C’est d’ailleurs le principe de fonctionnement de l’Anap, qui élabore des fiches permettant à quiconque souhaitant s’inspirer d’une bonne pratique (qu’il s’agisse d’écosoins ou non), de disposer des informations nécessaires. Les bonnes pratiques recueillies via le questionnaire et présentées le 13 juin font donc toutes l’objet d’une telle fiche. L’une d’entre elles explique par exemple comment la polyclinique de Limoges est parvenue à arrêter l’utilisation du desflurane, un gaz anesthésiant au pouvoir de réchauffement climatique 2 500 fois supérieur à celui du dioxyde de carbone, et pour lequel des alternatives ayant moins d’incidence sur le climat existent.
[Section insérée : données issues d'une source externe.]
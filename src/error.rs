//! Error types for the Rankwell library.
//!
//! All fallible operations return [`RankwellError`] through the crate-wide
//! [`Result`] alias. Soft conditions such as a missing stemmer or an empty
//! payload are not errors; they resolve to "contribute nothing" inside the
//! scorers and expanders.
//!
//! # Examples
//!
//! ```
//! use rankwell::error::{RankwellError, Result};
//!
//! fn validate() -> Result<()> {
//!     Err(RankwellError::query("field does not support phonetics"))
//! }
//!
//! match validate() {
//!     Ok(_) => println!("Success"),
//!     Err(e) => eprintln!("Error: {}", e),
//! }
//! ```

use std::io;

use thiserror::Error;

/// The main error type for Rankwell operations.
#[derive(Error, Debug)]
pub enum RankwellError {
    /// I/O errors (config and dictionary files)
    #[error("I/O error: {0}")]
    Io(#[from] io::Error),

    /// Query construction errors, such as invalid phonetic requests
    #[error("Query error: {0}")]
    Query(String),

    /// Analysis-related errors (stemming, synonym dictionary building)
    #[error("Analysis error: {0}")]
    Analysis(String),

    /// Extension registration and lookup errors
    #[error("Extension error: {0}")]
    Extension(String),

    /// Configuration errors
    #[error("Config error: {0}")]
    Config(String),

    /// JSON serialization/deserialization errors
    #[error("JSON error: {0}")]
    Json(#[from] serde_json::Error),

    /// Generic error for other cases
    #[error("Error: {0}")]
    Other(String),

    /// Generic anyhow error
    #[error("Anyhow error: {0}")]
    Anyhow(#[from] anyhow::Error),
}

/// Result type alias for operations that may fail with RankwellError.
pub type Result<T> = std::result::Result<T, RankwellError>;

impl RankwellError {
    /// Create a new query error.
    pub fn query<S: Into<String>>(msg: S) -> Self {
        RankwellError::Query(msg.into())
    }

    /// Create a new analysis error.
    pub fn analysis<S: Into<String>>(msg: S) -> Self {
        RankwellError::Analysis(msg.into())
    }

    /// Create a new extension error.
    pub fn extension<S: Into<String>>(msg: S) -> Self {
        RankwellError::Extension(msg.into())
    }

    /// Create a new config error.
    pub fn config<S: Into<String>>(msg: S) -> Self {
        RankwellError::Config(msg.into())
    }

    /// Create a new parse error.
    pub fn parse<S: Into<String>>(msg: S) -> Self {
        RankwellError::Analysis(msg.into())
    }

    /// Create a new generic error.
    pub fn other<S: Into<String>>(msg: S) -> Self {
        RankwellError::Other(msg.into())
    }
}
Le Dr Sébastien Ponsonnar, anesthésiste dans l’établissement qui essayait de convaincre ses collègues d’abandonner le desflurane depuis des années, y est enfin parvenu en communiquant mieux, a-t-il expliqué lors de la conférence de l’Anap. Il a pour cela usé d’une méthode percutante, qui a consisté à transmettre par mail une information simple à son équipe : cette mesure engendrerait l’équivalent d’une économie de 440 tonnes de CO2, soit ce que rejette une voiture qui parcourt plus de 2 millions de kilomètres. « On a immédiatement arrêté les commandes », a-t-il souri lors de la conférence. De même, au CHU de Clermont-Ferrand, Audrey Enguix, pharmacienne, a expliqué comment la modification de la préparation du matériel au bloc opératoire a permis d’éviter l’utilisation de 10 000 badigeons et cupules en plastique par an, et de réduire ainsi de 450 kg la quantité de déchets produits. Moralité : il y a mille et une façons de sauver des vies tout en sauvant la planète.